A well leaked (to Fairfax Media) story about the board of Coca Cola Amatil going to the Atlanta HQ of Coke to discuss an Indonesia joint venture, then another well leaked story at the start of this week about a new Coke drink to be released in Australia, put a bottom under the weak CCA price.

The latter story also served as a way of highlighting the impending release of the company wide review by CCA’s new CEO, Alison Watkins.

That occurred yesterday and the market sent the shares higher, with the gains merely restoring the share price to where it was when the weaker than expected interim results were released in August.

CCL 2Y – Coke regains some fizz

Coca-Cola Amatil yesterday announced the heads of agreement with The Coca-Cola Co (TCCC) as part of the review of the local company which will continue the cost cutting already underway and try and restore sales and earnings growth.

The equity stake in Indonesia is in line with TCCC’s 29.4 per cent shareholding in CCA, which said TCCC’s investment would support the accelerated expansion of soft drink production, warehousing and cold drink infrastructure in Indonesia to ensure long-term growth in that market.

CCA said the investment would enable it to broaden its product offering, develop new consumption occasions and offer a greater range of affordable packages.

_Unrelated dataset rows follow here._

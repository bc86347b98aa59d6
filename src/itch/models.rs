//! Response shapes of the itch.io APIs.
//!
//! Only the fields the tool reads are typed; everything else is kept in
//! `extra` so payloads pass through unchanged.

use serde::{Deserialize, Serialize};
use serde_json::{Map, Value};

/// `GET /api/1/<key>/game/<id>` → `{ "game": {...} }`
#[derive(Debug, Clone, Default, Deserialize)]
pub(crate) struct GameEnvelope {
    pub game: Option<Game>,
}

#[derive(Debug, Clone, PartialEq, Serialize, Deserialize)]
pub struct Game {
    #[serde(default)]
    pub id: Option<u64>,
    #[serde(default)]
    pub url: Option<String>,
    #[serde(default)]
    pub title: Option<String>,
    #[serde(flatten)]
    pub extra: Map<String, Value>,
}

#[derive(Debug, Clone, Default, Deserialize)]
pub(crate) struct UploadsEnvelope {
    pub uploads: Option<Vec<Upload>>,
}

/// One uploaded file of a game.
#[derive(Debug, Clone, PartialEq, Deserialize)]
pub struct Upload {
    pub id: u64,
    pub filename: String,
    #[serde(default)]
    pub display_name: Option<String>,
    #[serde(default)]
    pub demo: bool,
    #[serde(default)]
    pub size: Option<u64>,
    #[serde(default)]
    pub p_windows: bool,
    #[serde(default)]
    pub p_linux: bool,
    #[serde(default)]
    pub p_osx: bool,
    #[serde(default)]
    pub p_android: bool,
}

#[derive(Debug, Clone, Default, Deserialize)]
pub(crate) struct DownloadEnvelope {
    pub url: Option<String>,
}

#[derive(Debug, Clone, Copy, PartialEq, Eq, Serialize, Deserialize)]
pub struct Platforms {
    pub windows: bool,
    pub linux: bool,
    pub mac: bool,
    pub android: bool,
}

/// Download descriptor: an upload plus its resolved download URL.
#[derive(Debug, Clone, PartialEq, Serialize, Deserialize)]
pub struct Download {
    pub name: String,
    pub filename: String,
    pub demo: bool,
    pub platforms: Platforms,
    pub size: Option<u64>,
    pub id: u64,
    pub url: String,
}

impl Download {
    pub fn from_upload(upload: Upload, url: String) -> Self {
        let name = upload
            .display_name
            .filter(|n| !n.is_empty())
            .unwrap_or_else(|| upload.filename.clone());
        Self {
            name,
            filename: upload.filename,
            demo: upload.demo,
            platforms: Platforms {
                windows: upload.p_windows,
                linux: upload.p_linux,
                mac: upload.p_osx,
                android: upload.p_android,
            },
            size: upload.size,
            id: upload.id,
            url,
        }
    }
}

#[derive(Debug, Clone, Default, Deserialize)]
pub(crate) struct CollectionsEnvelope {
    #[serde(default)]
    pub collections: Vec<Collection>,
}

#[derive(Debug, Clone, PartialEq, Serialize, Deserialize)]
pub struct Collection {
    pub id: u64,
    #[serde(default)]
    pub title: Option<String>,
    #[serde(default)]
    pub games_count: Option<u64>,
    #[serde(flatten)]
    pub extra: Map<String, Value>,
}

#[derive(Debug, Clone, Default, Deserialize)]
pub(crate) struct CollectionGamesEnvelope {
    #[serde(default)]
    pub collection_games: Vec<CollectionGame>,
}

#[derive(Debug, Clone, PartialEq, Serialize, Deserialize)]
pub struct CollectionGame {
    #[serde(default)]
    pub game: Option<Game>,
    #[serde(flatten)]
    pub extra: Map<String, Value>,
}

CCA Indonesia will also transform its route-to-market model to increase availability to the traditional trade and broaden its customer base.

The deal is conditional on CCA shareholder approval at a meeting in February.

Ms Watkins told yesterday’s briefing that CCA’s profits, which have fallen for two years, were expected to return to growth in 2015.

She said the company is aiming to achieve mid-single digit growth in earnings per share over the next few years and wants to pay out about 80% of earnings in dividends while investing around $310 million a year.

(The new earnings growth target is well below the low-double-digit profit growth achieved in eight of the last 12 years, much of which came from cost cutting and price increases, and not market growth).

Ms Watkins’s guidance was in line with current market forecasts. Analysts are see CCA reporting a 22% cent drop in net profit in 2014 to $391 million and a 4.3% rise in profit in 2015 to $408 million.

Ms Watkins also confirmed reports the company will adopt a flatter management structure detailed plans and the details of the three year, $100 million of cost cuts. The savings will be reinvested in brand building and revenue management initiatives in the local market.

"We are confident that the combination of revenue and cost initiatives we have under way will restore the business to growth," Ms Watkins said.

She said CCA has established a new revenue management team in its key Australian business and has signalled significant changes to its strategy, moving away from a focus on volumes and price-led revenue growth to a focus on transaction growth and revenue growth through a better mix of products and prices.

Analysts say poor revenue management and declining service to customers such as takeaway food outlets have cost the company dearly in the past two years.

These customers are in the so-called trade route business which has the highest profit margins of all the businesses, with Coke products sold through tens of thousands of vending machines and cool cabinets at full prices.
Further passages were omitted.